What you are asked to do
In the material below, find all lines with the string "true" and copy them.

Material supplied
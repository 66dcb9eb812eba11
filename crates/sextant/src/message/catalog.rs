//! English message catalogs.
//!
//! Each catalog maps message keys to `MessageFormat` templates (see
//! [`format_message`]). Templates match the wording of the parsing engine's
//! message bundles so diagnostics read the same as the engine's own errors.

use indexmap::IndexMap;
use log::trace;

use crate::{
    event::Argument,
    message::{
        format::{fallback_message, format_message},
        formatter::{Locale, MessageFormatter},
    },
};

/// XML well-formedness and namespace messages.
const XML_MESSAGES: &[(&str, &str)] = &[
    (
        "AttributeNotUnique",
        "Attribute \"{1}\" was already specified for element \"{0}\".",
    ),
    (
        "AttributeNSNotUnique",
        "Attribute \"{1}\" bound to namespace \"{2}\" was already specified for element \"{0}\".",
    ),
    (
        "AttributePrefixUnbound",
        "The prefix \"{2}\" for attribute \"{1}\" associated with an element type \"{0}\" is not bound.",
    ),
    (
        "ContentIllegalInProlog",
        "Content is not allowed in prolog.",
    ),
    (
        "ContentIllegalInTrailingMisc",
        "Content is not allowed in trailing section.",
    ),
    (
        "ElementPrefixUnbound",
        "The prefix \"{1}\" for element \"{0}\" is not bound.",
    ),
    (
        "ElementUnterminated",
        "Element type \"{0}\" must be followed by either attribute specifications, \">\" or \"/>\".",
    ),
    (
        "EmptyPrefixedAttName",
        "The value of the attribute \"{0}\" is invalid. Prefixed namespace bindings may not be empty.",
    ),
    (
        "EntityNotDeclared",
        "The entity \"{0}\" was referenced, but not declared.",
    ),
    (
        "EqRequiredInAttribute",
        "Attribute name \"{1}\" associated with an element type \"{0}\" must be followed by the '' = '' character.",
    ),
    (
        "ETagRequired",
        "The element type \"{0}\" must be terminated by the matching end-tag \"</{0}>\".",
    ),
    (
        "ETagUnterminated",
        "The end-tag for element type \"{0}\" must end with a ''>'' delimiter.",
    ),
    (
        "LessthanInAttValue",
        "The value of attribute \"{1}\" associated with an element type \"{0}\" must not contain the ''<'' character.",
    ),
    (
        "MarkupEntityMismatch",
        "XML document structures must start and end within the same entity.",
    ),
    (
        "MarkupNotRecognizedInContent",
        "The content of elements must consist of well-formed character data or markup.",
    ),
    (
        "MarkupNotRecognizedInProlog",
        "The markup in the document preceding the root element must be well-formed.",
    ),
    (
        "OpenQuoteExpected",
        "Open quote is expected for attribute \"{1}\" associated with an  element type  \"{0}\".",
    ),
    (
        "PITargetRequired",
        "The processing instruction must begin with the name of the target.",
    ),
    (
        "ReservedPITarget",
        "The processing instruction target matching \"[xX][mM][lL]\" is not allowed.",
    ),
    (
        "RootElementRequired",
        "The root element is required in a well-formed document.",
    ),
    (
        "SemicolonRequiredInReference",
        "The reference to entity \"{0}\" must end with the '';'' delimiter.",
    ),
    (
        "VersionInfoRequired",
        "The version is required in the XML declaration.",
    ),
    (
        "MSG_ELEMENT_NOT_DECLARED",
        "Element type \"{0}\" must be declared.",
    ),
    (
        "MSG_ATTRIBUTE_NOT_DECLARED",
        "Attribute \"{1}\" must be declared for element type \"{0}\".",
    ),
];

/// XML Schema validation messages.
const SCHEMA_MESSAGES: &[(&str, &str)] = &[
    (
        "cvc-attribute.3",
        "cvc-attribute.3: The value ''{2}'' of attribute ''{1}'' on element ''{0}'' is not valid with respect to its type, ''{3}''.",
    ),
    (
        "cvc-complex-type.2.1",
        "cvc-complex-type.2.1: Element ''{0}'' must have no character or element information item [children], because the type''s content type is empty.",
    ),
    (
        "cvc-complex-type.2.3",
        "cvc-complex-type.2.3: Element ''{0}'' cannot have character [children], because the type''s content type is element-only.",
    ),
    (
        "cvc-complex-type.2.4.a",
        "cvc-complex-type.2.4.a: Invalid content was found starting with element ''{0}''. One of ''{1}'' is expected.",
    ),
    (
        "cvc-complex-type.2.4.b",
        "cvc-complex-type.2.4.b: The content of element ''{0}'' is not complete. One of ''{1}'' is expected.",
    ),
    (
        "cvc-complex-type.2.4.c",
        "cvc-complex-type.2.4.c: The matching wildcard is strict, but no declaration can be found for element ''{0}''.",
    ),
    (
        "cvc-complex-type.2.4.d",
        "cvc-complex-type.2.4.d: Invalid content was found starting with element ''{0}''. No child element is expected at this point.",
    ),
    (
        "cvc-complex-type.3.2.2",
        "cvc-complex-type.3.2.2: Attribute ''{1}'' is not allowed to appear in element ''{0}''.",
    ),
    (
        "cvc-complex-type.4",
        "cvc-complex-type.4: Attribute ''{1}'' must appear on element ''{0}''.",
    ),
    (
        "cvc-datatype-valid.1.2.1",
        "cvc-datatype-valid.1.2.1: ''{0}'' is not a valid value for ''{1}''.",
    ),
    (
        "cvc-elt.1.a",
        "cvc-elt.1.a: Cannot find the declaration of element ''{0}''.",
    ),
    (
        "cvc-enumeration-valid",
        "cvc-enumeration-valid: Value ''{0}'' is not facet-valid with respect to enumeration ''{1}''. It must be a value from the enumeration.",
    ),
    (
        "cvc-type.3.1.3",
        "cvc-type.3.1.3: The value ''{1}'' of element ''{0}'' is not valid.",
    ),
    (
        "schema_reference.4",
        "schema_reference.4: Failed to read schema document ''{0}'', because 1) could not find the document; 2) the document could not be read; 3) the root element of the document is not <xsd:schema>.",
    ),
];

/// `xml-model` processing instruction messages.
const XML_MODEL_MESSAGES: &[(&str, &str)] = &[
    (
        "HrefRequired",
        "The xml-model processing instruction requires an ''href'' pseudo-attribute.",
    ),
    (
        "UnsupportedSchemaType",
        "The schema ''{0}'' referenced by xml-model has the unsupported type ''{1}''.",
    ),
    (
        "SchemaNotFound",
        "The schema ''{0}'' referenced by xml-model cannot be found.",
    ),
];

/// A [`MessageFormatter`] backed by a static table of templates.
///
/// A key missing from the table formats as the key followed by
/// `?arg0&arg1&...`.
#[derive(Debug, Clone)]
pub struct CatalogFormatter {
    templates: IndexMap<&'static str, &'static str>,
}

impl CatalogFormatter {
    /// Formatter for XML well-formedness and namespace messages.
    pub fn xml() -> Self {
        Self::from_entries(XML_MESSAGES)
    }

    /// Formatter for XML Schema validation messages.
    pub fn schema() -> Self {
        Self::from_entries(SCHEMA_MESSAGES)
    }

    /// Formatter for `xml-model` processing instruction messages.
    pub fn xml_model() -> Self {
        Self::from_entries(XML_MODEL_MESSAGES)
    }

    /// Build a formatter from `(key, template)` pairs.
    pub fn from_entries(entries: &[(&'static str, &'static str)]) -> Self {
        Self {
            templates: entries.iter().copied().collect(),
        }
    }

    /// Get the template registered for `key`.
    pub fn template(&self, key: &str) -> Option<&'static str> {
        self.templates.get(key).copied()
    }

    /// Iterate over the known message keys.
    pub fn keys(&self) -> impl Iterator<Item = &'static str> + '_ {
        self.templates.keys().copied()
    }
}

impl MessageFormatter for CatalogFormatter {
    fn format(&self, locale: &Locale, key: &str, arguments: &[Argument]) -> String {
        if !locale.is_english() {
            trace!(locale = locale.as_str(), key; "No catalog for locale, using English");
        }

        match self.template(key) {
            Some(template) => format_message(template, arguments),
            None => fallback_message(key, arguments),
        }
    }
}

#[cfg(test)]
mod tests {
    use super::*;

    #[test]
    fn test_xml_catalog_formats_known_key() {
        let formatter = CatalogFormatter::xml();
        let message = formatter.format(
            &Locale::default(),
            "EqRequiredInAttribute",
            &[Argument::from("root"), Argument::from("id")],
        );

        assert_eq!(
            message,
            "Attribute name \"id\" associated with an element type \"root\" must be followed by the ' = ' character."
        );
    }

    #[test]
    fn test_unknown_key_uses_key_and_arguments() {
        let formatter = CatalogFormatter::xml();
        let message = formatter.format(
            &Locale::default(),
            "NoSuchKey",
            &[Argument::from("a"), Argument::Int(1)],
        );

        assert_eq!(message, "NoSuchKey?a&1");
    }

    #[test]
    fn test_other_locale_falls_back_to_english() {
        let formatter = CatalogFormatter::xml();
        let message = formatter.format(&Locale::new("fr"), "RootElementRequired", &[]);

        assert_eq!(
            message,
            "The root element is required in a well-formed document."
        );
    }

    #[test]
    fn test_schema_catalog_quotes() {
        let formatter = CatalogFormatter::schema();
        let message = formatter.format(
            &Locale::default(),
            "cvc-complex-type.3.2.2",
            &[Argument::from("root"), Argument::from("id")],
        );

        assert_eq!(
            message,
            "cvc-complex-type.3.2.2: Attribute 'id' is not allowed to appear in element 'root'."
        );
    }

    #[test]
    fn test_catalog_keys_are_unique() {
        for entries in [XML_MESSAGES, SCHEMA_MESSAGES, XML_MODEL_MESSAGES] {
            let formatter = CatalogFormatter::from_entries(entries);
            assert_eq!(formatter.keys().count(), entries.len());
        }
    }
}
//! The message formatter capability.

use std::fmt;

use serde::Deserialize;

use crate::event::Argument;

/// Locale requested for formatted messages, as a language tag (`"en"`, `"fr-CA"`).
#[derive(Debug, Clone, PartialEq, Eq, Deserialize)]
#[serde(transparent)]
pub struct Locale(String);

impl Locale {
    /// Create a locale from a language tag.
    pub fn new(tag: impl Into<String>) -> Self {
        Self(tag.into())
    }

    /// Get the language tag.
    pub fn as_str(&self) -> &str {
        &self.0
    }

    /// Returns the primary language subtag (`"fr"` for `"fr-CA"`).
    pub fn language(&self) -> &str {
        self.0.split(['-', '_']).next().unwrap_or_default()
    }

    /// Returns `true` if the locale is English or unspecified.
    pub fn is_english(&self) -> bool {
        let language = self.language();
        language.is_empty() || language.eq_ignore_ascii_case("en")
    }
}

impl Default for Locale {
    fn default() -> Self {
        Self::new("en")
    }
}

impl fmt::Display for Locale {
    fn fmt(&self, f: &mut fmt::Formatter<'_>) -> fmt::Result {
        f.write_str(&self.0)
    }
}

/// Turns a message key and its arguments into readable text.
pub trait MessageFormatter: Send + Sync {
    /// Format the message for `key`.
    ///
    /// Formatting never fails: keys the formatter does not know still produce
    /// some text.
    fn format(&self, locale: &Locale, key: &str, arguments: &[Argument]) -> String;
}

#[cfg(test)]
mod tests {
    use super::*;

    #[test]
    fn test_locale_language() {
        assert_eq!(Locale::new("fr-CA").language(), "fr");
        assert_eq!(Locale::new("en_US").language(), "en");
        assert!(Locale::new("EN").is_english());
        assert!(Locale::new("").is_english());
        assert!(!Locale::new("de").is_english());
    }
}
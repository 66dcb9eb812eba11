//! Line/character coordinates in a text document.
//!
//! Both [`Position`] and [`Range`] use zero-based values, matching the
//! coordinate system of editor protocols.

use std::fmt;

/// A zero-based line/character position in a document.
#[derive(Debug, Clone, Copy, Default, PartialEq, Eq, PartialOrd, Ord, Hash)]
pub struct Position {
    /// Line number (0-indexed).
    pub line: u32,
    /// Character offset within the line (0-indexed, in Unicode scalar values).
    pub character: u32,
}

impl Position {
    /// Create a new position.
    pub const fn new(line: u32, character: u32) -> Self {
        Self { line, character }
    }
}

impl fmt::Display for Position {
    fn fmt(&self, f: &mut fmt::Formatter<'_>) -> fmt::Result {
        write!(f, "{}:{}", self.line, self.character)
    }
}

/// A range between two positions in a document.
///
/// The end position is exclusive. A range whose start equals its end is
/// collapsed and marks a single point in the document.
#[derive(Debug, Clone, Copy, Default, PartialEq, Eq, Hash)]
pub struct Range {
    /// Start position (inclusive).
    pub start: Position,
    /// End position (exclusive).
    pub end: Position,
}

impl Range {
    /// Create a new range.
    pub const fn new(start: Position, end: Position) -> Self {
        Self { start, end }
    }

    /// Create a zero-length range anchored at `position`.
    pub const fn collapsed(position: Position) -> Self {
        Self {
            start: position,
            end: position,
        }
    }

    /// Returns `true` if the range covers no characters.
    pub fn is_collapsed(&self) -> bool {
        self.start == self.end
    }
}

impl fmt::Display for Range {
    fn fmt(&self, f: &mut fmt::Formatter<'_>) -> fmt::Result {
        write!(f, "[{}, {}]", self.start, self.end)
    }
}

The completed task
    /// Returns `true` if the locale is English or unspecified.
    /// Returns `true` if the range covers no characters.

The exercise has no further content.